So when Candace Owens talked about Hiler’s place along the globalism versus nationalism spectrum, she seems to have an ally in Hannah Arendt.

The Covington incident showed some on our side betraying it and cringing to its enemies by believing what those enemies said happened. The Candace Owens pile-on is an example of doing the same by believing what those enemies say our words mean. Candace discusses the incident here. Anyone who cares what is true is still free to argue that (things being as they are today) she should practice replying in ways even harder to misrepresent.
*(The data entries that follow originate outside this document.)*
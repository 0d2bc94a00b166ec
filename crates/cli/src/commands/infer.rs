//! Infer command handler.

use clap::Args;
use std::path::PathBuf;
use strata_core::{AppError, AppResult};

/// Print the inferred schema of a single file
#[derive(Args, Debug)]
pub struct InferCommand {
    /// File to read
    pub file: PathBuf,
}

impl InferCommand {
    pub async fn execute(&self) -> AppResult<()> {
        tracing::info!("Executing infer command for {:?}", self.file);

        let schema = strata_pipeline::infer_file(&self.file)?
            .ok_or_else(|| AppError::Parse(format!("No reader handles {:?}", self.file)))?;

        println!("{}", serde_json::to_string_pretty(&schema)?);
        Ok(())
    }
}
But they could they stand up for the facts enough to include those words ‘even harder’ when they say it.

31 comments to Girl’s got a point

  • Paul Marks

    I did type a long comment – but somehow it got away from me.

    So I will just say…..

    Good post Niall – yes someone who thinks in terms of a World Struggle of Races and has nothing but contempt for people who just wanted to develop German culture (including the very large part of German culture that was from JEWS) can not sensibly be described as a German Nationalist.

    Just as racialists here in Britain historically despised “Little Englanders”.
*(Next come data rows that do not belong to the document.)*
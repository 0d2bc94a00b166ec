//! Format-specific readers turning raw bytes into structured values.
//!
//! Each reader returns `None` for input it cannot make sense of; the run
//! loop skips such files without invoking the schema engine.

mod html;
mod image;
mod subtitle;
mod text;

use std::path::Path;

use strata_schema::Value;

pub use html::read_html;
pub use image::read_image;
pub use subtitle::read_subtitle;
pub use text::read_text;

/// Input classification, by file extension.
#[derive(Debug, Clone, Copy, PartialEq, Eq)]
pub enum FileKind {
    Html,
    Image,
    Text,
    Subtitle,
    Unknown,
}

impl FileKind {
    /// Detect the kind from a path's extension, case-insensitively.
    pub fn from_path(path: &Path) -> Self {
        let extension = path
            .extension()
            .and_then(|e| e.to_str())
            .unwrap_or("")
            .to_lowercase();

        match extension.as_str() {
            "html" | "htm" => Self::Html,
            "jpg" | "jpeg" | "png" => Self::Image,
            "txt" => Self::Text,
            "srt" => Self::Subtitle,
            _ => Self::Unknown,
        }
    }

    pub fn as_str(&self) -> &'static str {
        match self {
            Self::Html => "html",
            Self::Image => "image",
            Self::Text => "text",
            Self::Subtitle => "subtitle",
            Self::Unknown => "unknown",
        }
    }
}

/// Dispatch `content` to the reader for `kind`.
pub fn parse(kind: FileKind, content: &[u8], path: &Path) -> Option<Value> {
    let parsed = match kind {
        FileKind::Html => read_html(content),
        FileKind::Image => Some(read_image(content)),
        FileKind::Text => Some(read_text(content)),
        FileKind::Subtitle => Some(read_subtitle(content)),
        FileKind::Unknown => None,
    };

    if parsed.is_none() {
        tracing::warn!("No structured data in {:?} ({})", path, kind.as_str());
    }
    parsed
}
    And the racialists in the United States despised Jews – even though American culture (in its great days – the Classic period of Broadway Shows, early 20th century Hollywood, television, and even COMICS) was overwhelming Jewish.

    “I love America and hate the Jews” is an incredibly stupid thing for someone to say (given the vast amount of American culture which is Jewish – everything from “Superman” to “Buffy: The Vampire Slayer”). And that does NOT deny that some “Jewish intellectuals” have themselves gone a very stupid (and self destructive) path, with their support for “Social Justice” – which always tends, in practice, to mean the sharing out of income and wealth and ethnic group quotas in universities and the professions.

    For Jewish people to support “Social Justice” is like turkeys voting for Thanksgiving, but many “intellectuals” from Jewish families (who have, themselves, rejected Judaism itself) DO support “Social Justice”. Dreaming that it means “equal rights” – when it actually means mass theft, and ethnic quotas.

    And a real American Nationalist would recognise and support the Jewish element in American culture.

  • CaptDMO

    ‘Nationalist”?
    “People’s”
    “Children’s”
    “Labor”
    “Liberation”
    Self-identified, self titled, self-branded, self-“awarded”…..
    Comes in handy for the posters and uniforms.
    There’s ALWAYS that annoying Captain Obvious kid in the crowd yelling “Hey wait! The Emperor isn’t wearing ANY clothes!”
    The ENTIRE membership of the American Democrat Party just cited a recent scientifically validated poll of..someone… that said so!
    I saw it on Twitter!
    *sigh…/sarc*

  • just a lurker

    Paul Marks

    I did type a long comment – but somehow it got away from me.

    Happened to me too, but I am just random lurker, not regular user like Mr. Marks. Do other Samizdata users have similar problems?

    Anyway, it is shame to lose so much of your posts – until Samizdata admins find the problem, just type your reply in the notepad and paste it to the reply box, like I do in the rare cases when i unlurk and want to post something 😳

  • Do other Samizdata users have similar problems? (just a lurker, February 9, 2019 at 4:23 pm)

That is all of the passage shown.